Beaucoup de généralités sont dites, parfois des mots d’intolérance, ou une violence latente dont je n’ai franchement pas envie ce soir-là. J’ai peut-être aussi été trop exposée à ce genre d’histoires, dans un métier "très social", où la confidence est un outil de travail, et le socle de la relation de confiance. Les propos, ou plutôt les scènes jouées m’apparaissent parfois décousues, avec un enchaînement qui frôle l’absurde...(très certainement) voulu ?!?

L’entracte est annoncée : possibilité d’un repas mis en musique par Baltazar Montanaro, et Monsieur Tim, qui remplace au pied-levé une accordéoniste belge ("belle jeune femme"-dixit M.Montanaro !) coincée par les mouvements sociaux.

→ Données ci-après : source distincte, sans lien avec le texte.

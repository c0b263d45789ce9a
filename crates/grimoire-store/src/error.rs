//! Error types for store operations.

use grimoire_canonical::ContentHash;
use thiserror::Error;

/// Errors that can occur during store operations.
#[derive(Error, Debug)]
pub enum StoreError {
    /// I/O error during read or write.
    #[error("I/O error: {0}")]
    Io(#[from] std::io::Error),
    /// Journal backend error.
    #[error("journal error: {0}")]
    Journal(#[from] grimoire_journal::JournalError),
    /// Record-level failure (validation, canonicalization, sanitization).
    #[error(transparent)]
    Core(#[from] grimoire_core::CoreError),
    /// Canonicalization failure outside a record save.
    #[error("canonicalization error: {0}")]
    Canonicalization(#[from] grimoire_canonical::CanonicalizationError),
    /// Vault failure.
    #[error("vault error: {0}")]
    Vault(#[from] VaultError),
    /// Payload serialization failure.
    #[error("JSON error: {0}")]
    Json(#[from] serde_json::Error),
    /// One hash would name two different contents.
    #[error("hash collision on {hash}: record {incoming} differs from record {existing}")]
    HashCollision {
        /// The contested hash.
        hash: ContentHash,
        /// Record already holding the hash.
        existing: i64,
        /// Record whose write was rejected.
        incoming: i64,
    },
    /// No record with this id.
    #[error("record {0} not found")]
    NotFound(i64),
}

/// Errors raised by the content-addressable vault.
#[derive(Error, Debug)]
pub enum VaultError {
    /// I/O error under the vault root.
    #[error("I/O error: {0}")]
    Io(#[from] std::io::Error),
    /// Bytes handed to `put` do not hash to the given key.
    #[error("bytes hash to {actual}, not {expected}")]
    HashMismatch {
        /// Key the caller gave.
        expected: ContentHash,
        /// Hash of the bytes.
        actual: ContentHash,
    },
}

Un petit air de guinguette, de nostalgie appuyée par des lumières chaudes et des odeurs de quiche. Un avant concert qui calme et repose...en entraîne même chez certains quelques pas de danse.

Ambiance plus intimiste ensuite avec Baltazar Montanaro en solo, face à nous, son violon baryton en main. A l’aide de divers accessoires et techniques de fortune (ressorts de récup, frotté de doigts mouillés sur bois sensible), il exploite toutes les sonorités de son instrument bien différent du violon "classique". Le son est harmonieux, puissant, chaud et moins sec. Il correspond bien à la culture occitane et au monde qui habitent les compositions du musicien. Il évoque les Amours, toutes les formes, et finalement les plus engagées, dures et parlantes. Le musicien partage ses choix de morceaux, les histoires et personnes qui les ont inspirées (souvent féminines), à qui ils sont dédiées, le tout sur un ton assez "faux timide", un brin séducteur...
Un dernier morceau avec Monsieur Tim, pour une fin très feutrée et presque celtique, au son de l’accordéon diatonique mêlé au violon baryton.

D’autres événements à suivre, jusqu’au 31 décembre 2019, dans le cadre du cycle "2020, l’Odyssée de Bouguenais"- pour mieux comprendre le monde, parfois le sublimer, éveiller nos consciences et nourrir le débat.